[Data excerpts]
use url::{form_urlencoded, Url};

/// Builds the visited-set key for a crawl URL
///
/// # Normalization Steps
///
/// 1. Keep the scheme as-is
/// 2. Lowercase the host, keep an explicit port
/// 3. Normalize path:
///    - Collapse repeated slashes
///    - Remove dot segments (. and ..)
///    - Remove trailing slash (except for root /)
///    - Empty path becomes /
/// 4. Drop query and fragment
///
/// Two URLs with the same key are the same page for the duration of a crawl.
///
/// # Examples
///
/// ```
/// use prompt_harvest::url::normalize_for_crawl;
/// use url::Url;
///
/// let url = Url::parse("https://Example.com/docs/?page=2#intro").unwrap();
/// assert_eq!(normalize_for_crawl(&url), "https://example.com/docs");
/// ```
pub fn normalize_for_crawl(url: &Url) -> String {
    let host = url.host_str().unwrap_or_default().to_lowercase();
    let port = url
        .port()
        .map(|port| format!(":{}", port))
        .unwrap_or_default();

    format!(
        "{}://{}{}{}",
        url.scheme(),
        host,
        port,
        normalize_path(url.path())
    )
}

/// Builds the identity of a website root for cache keys
///
/// Same as [`normalize_for_crawl`] but keeps the query, with its pairs
/// sorted so parameter order does not matter. The fragment is dropped.
///
/// # Examples
///
/// ```
/// use prompt_harvest::url::normalize_source_url;
/// use url::Url;
///
/// let url = Url::parse("https://Example.com/page/?b=2&a=1#top").unwrap();
/// assert_eq!(normalize_source_url(&url), "https://example.com/page?a=1&b=2");
/// ```
pub fn normalize_source_url(url: &Url) -> String {
    let base = normalize_for_crawl(url);
    let mut pairs: Vec<(String, String)> = url.query_pairs().into_owned().collect();
    if pairs.is_empty() {
        return base;
    }

    pairs.sort();
    let query = form_urlencoded::Serializer::new(String::new())
        .extend_pairs(pairs)
        .finish();
    format!("{}?{}", base, query)
}

/// Returns a fetchable copy of the URL with its fragment removed
pub fn strip_fragment(url: &Url) -> Url {
    let mut cleaned = url.clone();
    cleaned.set_fragment(None);
    cleaned
}

/// Normalizes a URL path by removing dot segments and trailing slashes
fn normalize_path(path: &str) -> String {
    let mut normalized_segments: Vec<&str> = Vec::new();

    for segment in path.split('/') {
        match segment {
            // Skip empty segments (from multiple slashes) and current directory markers
            "" | "." => continue,
            ".." => {
                normalized_segments.pop();
            }
            _ => normalized_segments.push(segment),
        }
    }

    if normalized_segments.is_empty() {
        return "/".to_string();
    }

    format!("/{}", normalized_segments.join("/"))
}
//! Crawl frontier and admission rules
//!
//! The frontier is a FIFO queue plus a visited set keyed by
//! [`normalize_for_crawl`]. A URL is marked visited when it is discovered, so
//! each page is queued at most once per run. Whether a popped entry is fetched
//! is decided by [`skip_reason`].

use crate::crawler::CrawlBudget;
use crate::robots::RobotsPolicy;
use crate::url::{normalize_for_crawl, same_domain};
use std::collections::{HashSet, VecDeque};
use std::fmt;
use url::Url;

/// File extensions that never carry page content
const NON_CONTENT_EXTENSIONS: &[&str] = &[
    // images
    "jpg", "jpeg", "png", "gif", "svg", "webp", "ico", "bmp", "tif", "tiff", "avif",
    // audio/video
    "mp3", "mp4", "m4a", "avi", "mov", "mkv", "webm", "wav", "ogg", "flac",
    // archives and binaries
    "zip", "tar", "gz", "tgz", "bz2", "xz", "7z", "rar", "exe", "dmg", "iso", "bin", "msi",
    "deb", "rpm", "apk",
    // documents
    "pdf", "doc", "docx", "xls", "xlsx", "ppt", "pptx", "odt", "epub",
    // assets and feeds
    "css", "js", "mjs", "map", "json", "xml", "rss", "atom", "woff", "woff2", "ttf", "otf",
    "eot",
];

/// Path prefixes for authentication flows and machine endpoints
const EXCLUDED_PATH_PREFIXES: &[&str] = &[
    "/login",
    "/logout",
    "/signin",
    "/signup",
    "/register",
    "/auth",
    "/oauth",
    "/api",
    "/wp-admin",
    "/wp-login.php",
];

/// A URL waiting to be fetched
#[derive(Debug, Clone, PartialEq, Eq)]
pub struct FrontierEntry {
    pub url: Url,
    pub depth: u32,
}

/// Why a discovered URL is never fetched
#[derive(Debug, Clone, Copy, PartialEq, Eq)]
pub enum SkipReason {
    DepthExceeded,
    OffDomain,
    NonContent,
    AuthOrApi,
    RobotsDisallowed,
}

impl fmt::Display for SkipReason {
    fn fmt(&self, f: &mut fmt::Formatter<'_>) -> fmt::Result {
        let reason = match self {
            Self::DepthExceeded => "depth exceeded",
            Self::OffDomain => "off-domain",
            Self::NonContent => "non-content extension",
            Self::AuthOrApi => "auth/API path",
            Self::RobotsDisallowed => "disallowed by robots.txt",
        };
        f.write_str(reason)
    }
}

/// FIFO queue of discovered URLs, owned by a single crawl run
#[derive(Debug, Default)]
pub struct Frontier {
    queue: VecDeque<FrontierEntry>,
    visited: HashSet<String>,
}

impl Frontier {
    pub fn new() -> Self {
        Self::default()
    }

    /// Queues a URL unless an equivalent one was already discovered
    ///
    /// Returns true when the URL was newly queued.
    pub fn discover(&mut self, url: Url, depth: u32) -> bool {
        if !self.visited.insert(normalize_for_crawl(&url)) {
            return false;
        }
        self.queue.push_back(FrontierEntry { url, depth });
        true
    }

    pub fn pop(&mut self) -> Option<FrontierEntry> {
        self.queue.pop_front()
    }

    pub fn len(&self) -> usize {
        self.queue.len()
    }

    pub fn is_empty(&self) -> bool {
        self.queue.is_empty()
    }

    pub fn visited_count(&self) -> usize {
        self.visited.len()
    }
}

/// Decides whether a popped entry is skipped instead of fetched
///
/// Rules are checked in order: depth, domain, extension, auth/API prefix,
/// robots.txt.
pub fn skip_reason(
    entry: &FrontierEntry,
    root: &Url,
    budget: &CrawlBudget,
    robots: &RobotsPolicy,
) -> Option<SkipReason> {
    if entry.depth > budget.max_depth {
        return Some(SkipReason::DepthExceeded);
    }

    if !same_domain(root, &entry.url) {
        return Some(SkipReason::OffDomain);
    }

    if has_non_content_extension(&entry.url) {
        return Some(SkipReason::NonContent);
    }

    if is_excluded_path(entry.url.path()) {
        return Some(SkipReason::AuthOrApi);
    }

    if !budget.ignore_robots && !robots.is_allowed(&robots_target(&entry.url)) {
        return Some(SkipReason::RobotsDisallowed);
    }

    None
}

fn has_non_content_extension(url: &Url) -> bool {
    let last_segment = url
        .path_segments()
        .and_then(|mut segments| segments.next_back())
        .unwrap_or("");

    match last_segment.rsplit_once('.') {
        Some((stem, extension)) if !stem.is_empty() => {
            NON_CONTENT_EXTENSIONS.contains(&extension.to_ascii_lowercase().as_str())
        }
        _ => false,
    }
}

fn is_excluded_path(path: &str) -> bool {
    let path = path.to_ascii_lowercase();
    EXCLUDED_PATH_PREFIXES.iter().any(|prefix| {
        path.strip_prefix(prefix)
            .is_some_and(|rest| rest.is_empty() || rest.starts_with(['/', '.']))
    })
}

/// Path plus query, the form robots.txt rules are matched against
fn robots_target(url: &Url) -> String {
    match url.query() {
        Some(query) => format!("{}?{}", url.path(), query),
        None => url.path().to_string(),
    }
}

(Problem to work on):
Copy down each line in the entries that has the word "impl".

(Written response):
impl fmt::Display for SkipReason {
impl Frontier {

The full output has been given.